Stored records
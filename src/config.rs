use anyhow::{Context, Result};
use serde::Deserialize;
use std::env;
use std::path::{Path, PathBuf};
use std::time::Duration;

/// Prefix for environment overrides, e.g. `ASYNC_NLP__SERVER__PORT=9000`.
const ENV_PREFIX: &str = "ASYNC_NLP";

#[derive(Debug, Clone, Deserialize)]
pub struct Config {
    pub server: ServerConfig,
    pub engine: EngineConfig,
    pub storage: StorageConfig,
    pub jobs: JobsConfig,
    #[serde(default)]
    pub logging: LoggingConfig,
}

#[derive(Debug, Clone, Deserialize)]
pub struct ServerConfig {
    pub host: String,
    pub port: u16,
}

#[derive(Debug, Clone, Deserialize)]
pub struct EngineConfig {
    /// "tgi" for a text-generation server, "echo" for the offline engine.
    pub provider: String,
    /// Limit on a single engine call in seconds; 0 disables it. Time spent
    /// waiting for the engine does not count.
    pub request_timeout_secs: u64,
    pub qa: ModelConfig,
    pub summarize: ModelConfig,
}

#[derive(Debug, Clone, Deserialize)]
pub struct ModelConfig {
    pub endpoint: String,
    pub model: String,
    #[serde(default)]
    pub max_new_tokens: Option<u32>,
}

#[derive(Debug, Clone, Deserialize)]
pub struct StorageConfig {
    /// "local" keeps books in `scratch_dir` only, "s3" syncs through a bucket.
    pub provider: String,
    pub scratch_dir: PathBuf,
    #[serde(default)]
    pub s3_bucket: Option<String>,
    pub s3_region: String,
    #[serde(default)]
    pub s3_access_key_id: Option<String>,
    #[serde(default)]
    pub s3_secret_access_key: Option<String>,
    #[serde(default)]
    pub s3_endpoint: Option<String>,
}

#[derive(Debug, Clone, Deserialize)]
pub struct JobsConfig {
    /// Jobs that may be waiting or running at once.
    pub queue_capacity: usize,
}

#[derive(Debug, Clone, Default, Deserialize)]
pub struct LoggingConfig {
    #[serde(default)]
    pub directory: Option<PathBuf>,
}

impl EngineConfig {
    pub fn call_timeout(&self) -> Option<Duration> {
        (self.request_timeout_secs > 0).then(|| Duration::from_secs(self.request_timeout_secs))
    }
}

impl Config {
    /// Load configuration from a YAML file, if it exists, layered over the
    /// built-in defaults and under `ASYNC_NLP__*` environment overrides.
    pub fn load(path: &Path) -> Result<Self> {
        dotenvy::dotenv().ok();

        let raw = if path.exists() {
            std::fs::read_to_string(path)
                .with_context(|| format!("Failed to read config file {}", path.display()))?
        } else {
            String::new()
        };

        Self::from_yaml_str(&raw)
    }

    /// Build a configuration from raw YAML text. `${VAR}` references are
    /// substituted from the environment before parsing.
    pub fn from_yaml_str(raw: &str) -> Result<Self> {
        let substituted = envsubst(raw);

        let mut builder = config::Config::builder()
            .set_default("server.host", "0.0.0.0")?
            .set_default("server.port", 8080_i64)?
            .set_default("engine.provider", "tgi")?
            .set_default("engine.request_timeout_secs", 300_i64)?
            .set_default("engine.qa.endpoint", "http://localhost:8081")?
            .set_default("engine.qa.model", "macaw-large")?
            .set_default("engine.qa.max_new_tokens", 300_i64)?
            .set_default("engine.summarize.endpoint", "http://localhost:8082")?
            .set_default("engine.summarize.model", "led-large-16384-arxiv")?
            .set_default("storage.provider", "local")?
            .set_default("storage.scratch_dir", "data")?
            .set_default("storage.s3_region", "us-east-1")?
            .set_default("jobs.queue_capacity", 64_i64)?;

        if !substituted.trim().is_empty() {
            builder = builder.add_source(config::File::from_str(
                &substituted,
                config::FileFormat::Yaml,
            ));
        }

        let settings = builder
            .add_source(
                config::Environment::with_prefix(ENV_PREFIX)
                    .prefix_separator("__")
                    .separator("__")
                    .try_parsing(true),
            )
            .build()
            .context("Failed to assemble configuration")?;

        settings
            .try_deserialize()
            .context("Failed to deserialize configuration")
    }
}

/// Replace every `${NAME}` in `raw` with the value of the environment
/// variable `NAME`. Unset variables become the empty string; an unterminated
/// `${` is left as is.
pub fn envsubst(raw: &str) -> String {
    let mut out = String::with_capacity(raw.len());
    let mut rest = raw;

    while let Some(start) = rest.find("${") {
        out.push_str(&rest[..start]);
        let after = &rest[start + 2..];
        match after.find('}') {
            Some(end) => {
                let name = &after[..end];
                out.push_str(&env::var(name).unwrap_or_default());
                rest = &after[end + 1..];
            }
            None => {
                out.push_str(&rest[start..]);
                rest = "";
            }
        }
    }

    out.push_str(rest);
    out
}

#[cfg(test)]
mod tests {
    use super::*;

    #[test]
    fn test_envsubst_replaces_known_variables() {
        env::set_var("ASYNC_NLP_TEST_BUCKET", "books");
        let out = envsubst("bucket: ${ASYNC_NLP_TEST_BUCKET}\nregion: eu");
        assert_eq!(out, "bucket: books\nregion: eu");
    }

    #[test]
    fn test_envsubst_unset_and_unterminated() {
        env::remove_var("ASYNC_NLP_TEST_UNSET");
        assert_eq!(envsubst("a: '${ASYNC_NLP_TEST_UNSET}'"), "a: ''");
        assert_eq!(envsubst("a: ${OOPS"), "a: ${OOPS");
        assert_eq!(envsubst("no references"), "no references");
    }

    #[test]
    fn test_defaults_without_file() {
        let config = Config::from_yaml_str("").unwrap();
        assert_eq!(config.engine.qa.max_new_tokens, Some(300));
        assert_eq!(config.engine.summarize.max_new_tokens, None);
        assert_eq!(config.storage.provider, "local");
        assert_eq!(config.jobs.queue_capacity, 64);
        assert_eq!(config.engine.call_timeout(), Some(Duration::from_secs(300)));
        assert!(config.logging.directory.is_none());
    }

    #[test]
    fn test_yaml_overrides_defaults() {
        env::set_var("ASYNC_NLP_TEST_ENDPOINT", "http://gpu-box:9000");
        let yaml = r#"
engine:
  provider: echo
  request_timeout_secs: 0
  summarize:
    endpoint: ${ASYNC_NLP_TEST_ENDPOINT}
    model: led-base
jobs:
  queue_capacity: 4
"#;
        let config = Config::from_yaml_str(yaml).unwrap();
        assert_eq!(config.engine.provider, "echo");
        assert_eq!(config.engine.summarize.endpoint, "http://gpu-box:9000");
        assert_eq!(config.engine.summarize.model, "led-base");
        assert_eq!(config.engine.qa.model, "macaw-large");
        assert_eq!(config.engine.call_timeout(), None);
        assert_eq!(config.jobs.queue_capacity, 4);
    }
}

▶ _ABOUT THIS TASK_
An exact reproduction of all the entries, complete to the last line, is needed.

▶ _ANSWER SECTION_
filename src/config.rs
use anyhow::{Context, Result};
use serde::Deserialize;
use std::env;
use std::path::{Path, PathBuf};
use std::time::Duration;

/// Prefix for environment overrides, e.g. `ASYNC_NLP__SERVER__PORT=9000`.
const ENV_PREFIX: &str = "ASYNC_NLP";

#[derive(Debug, Clone, Deserialize)]
pub struct Config {
    pub server: ServerConfig,
    pub engine: EngineConfig,
    pub storage: StorageConfig,
    pub jobs: JobsConfig,
    #[serde(default)]
    pub logging: LoggingConfig,
}

#[derive(Debug, Clone, Deserialize)]
pub struct ServerConfig {
    pub host: String,
    pub port: u16,
}

#[derive(Debug, Clone, Deserialize)]
pub struct EngineConfig {
    /// "tgi" for a text-generation server, "echo" for the offline engine.
    pub provider: String,
    /// Limit on a single engine call in seconds; 0 disables it. Time spent
    /// waiting for the engine does not count.
    pub request_timeout_secs: u64,
    pub qa: ModelConfig,
    pub summarize: ModelConfig,
}

#[derive(Debug, Clone, Deserialize)]
pub struct ModelConfig {
    pub endpoint: String,
    pub model: String,
    #[serde(default)]
    pub max_new_tokens: Option<u32>,
}

#[derive(Debug, Clone, Deserialize)]
pub struct StorageConfig {
    /// "local" keeps books in `scratch_dir` only, "s3" syncs through a bucket.
    pub provider: String,
    pub scratch_dir: PathBuf,
    #[serde(default)]
    pub s3_bucket: Option<String>,
    pub s3_region: String,
    #[serde(default)]
    pub s3_access_key_id: Option<String>,
    #[serde(default)]
    pub s3_secret_access_key: Option<String>,
    #[serde(default)]
    pub s3_endpoint: Option<String>,
}

#[derive(Debug, Clone, Deserialize)]
pub struct JobsConfig {
    /// Jobs that may be waiting or running at once.
    pub queue_capacity: usize,
}

#[derive(Debug, Clone, Default, Deserialize)]
pub struct LoggingConfig {
    #[serde(default)]
    pub directory: Option<PathBuf>,
}

impl EngineConfig {
    pub fn call_timeout(&self) -> Option<Duration> {
        (self.request_timeout_secs > 0).then(|| Duration::from_secs(self.request_timeout_secs))
    }
}

impl Config {
    /// Load configuration from a YAML file, if it exists, layered over the
    /// built-in defaults and under `ASYNC_NLP__*` environment overrides.
    pub fn load(path: &Path) -> Result<Self> {
        dotenvy::dotenv().ok();

        let raw = if path.exists() {
            std::fs::read_to_string(path)
                .with_context(|| format!("Failed to read config file {}", path.display()))?
        } else {
            String::new()
        };

        Self::from_yaml_str(&raw)
    }

    /// Build a configuration from raw YAML text. `${VAR}` references are
    /// substituted from the environment before parsing.
    pub fn from_yaml_str(raw: &str) -> Result<Self> {
        let substituted = envsubst(raw);

        let mut builder = config::Config::builder()
            .set_default("server.host", "0.0.0.0")?
            .set_default("server.port", 8080_i64)?
            .set_default("engine.provider", "tgi")?
            .set_default("engine.request_timeout_secs", 300_i64)?
            .set_default("engine.qa.endpoint", "http://localhost:8081")?
            .set_default("engine.qa.model", "macaw-large")?
            .set_default("engine.qa.max_new_tokens", 300_i64)?
            .set_default("engine.summarize.endpoint", "http://localhost:8082")?
            .set_default("engine.summarize.model", "led-large-16384-arxiv")?
            .set_default("storage.provider", "local")?
            .set_default("storage.scratch_dir", "data")?
            .set_default("storage.s3_region", "us-east-1")?
            .set_default("jobs.queue_capacity", 64_i64)?;

        if !substituted.trim().is_empty() {
            builder = builder.add_source(config::File::from_str(
                &substituted,
                config::FileFormat::Yaml,
            ));
        }

        let settings = builder
            .add_source(
                config::Environment::with_prefix(ENV_PREFIX)
                    .prefix_separator("__")
                    .separator("__")
                    .try_parsing(true),
            )
            .build()
            .context("Failed to assemble configuration")?;

        settings
            .try_deserialize()
            .context("Failed to deserialize configuration")
    }
}

/// Replace every `${NAME}` in `raw` with the value of the environment
/// variable `NAME`. Unset variables become the empty string; an unterminated
/// `${` is left as is.
pub fn envsubst(raw: &str) -> String {
    let mut out = String::with_capacity(raw.len());
    let mut rest = raw;

    while let Some(start) = rest.find("${") {
        out.push_str(&rest[..start]);
        let after = &rest[start + 2..];
        match after.find('}') {
            Some(end) => {
                let name = &after[..end];
                out.push_str(&env::var(name).unwrap_or_default());
                rest = &after[end + 1..];
            }
            None => {
                out.push_str(&rest[start..]);
                rest = "";
            }
        }
    }

    out.push_str(rest);
    out
}

#[cfg(test)]
mod tests {
    use super::*;

    #[test]
    fn test_envsubst_replaces_known_variables() {
        env::set_var("ASYNC_NLP_TEST_BUCKET", "books");
        let out = envsubst("bucket: ${ASYNC_NLP_TEST_BUCKET}\nregion: eu");
        assert_eq!(out, "bucket: books\nregion: eu");
    }

    #[test]
    fn test_envsubst_unset_and_unterminated() {
        env::remove_var("ASYNC_NLP_TEST_UNSET");
        assert_eq!(envsubst("a: '${ASYNC_NLP_TEST_UNSET}'"), "a: ''");
        assert_eq!(envsubst("a: ${OOPS"), "a: ${OOPS");
        assert_eq!(envsubst("no references"), "no references");
    }

    #[test]
    fn test_defaults_without_file() {
        let config = Config::from_yaml_str("").unwrap();
        assert_eq!(config.engine.qa.max_new_tokens, Some(300));
        assert_eq!(config.engine.summarize.max_new_tokens, None);
        assert_eq!(config.storage.provider, "local");
        assert_eq!(config.jobs.queue_capacity, 64);
        assert_eq!(config.engine.call_timeout(), Some(Duration::from_secs(300)));
        assert!(config.logging.directory.is_none());
    }

    #[test]
    fn test_yaml_overrides_defaults() {
        env::set_var("ASYNC_NLP_TEST_ENDPOINT", "http://gpu-box:9000");
        let yaml = r#"
engine:
  provider: echo
  request_timeout_secs: 0
  summarize:
    endpoint: ${ASYNC_NLP_TEST_ENDPOINT}
    model: led-base
jobs:
  queue_capacity: 4
"#;
        let config = Config::from_yaml_str(yaml).unwrap();
        assert_eq!(config.engine.provider, "echo");
        assert_eq!(config.engine.summarize.endpoint, "http://gpu-box:9000");
        assert_eq!(config.engine.summarize.model, "led-base");
        assert_eq!(config.engine.qa.model, "macaw-large");
        assert_eq!(config.engine.call_timeout(), None);
        assert_eq!(config.jobs.queue_capacity, 4);
    }
}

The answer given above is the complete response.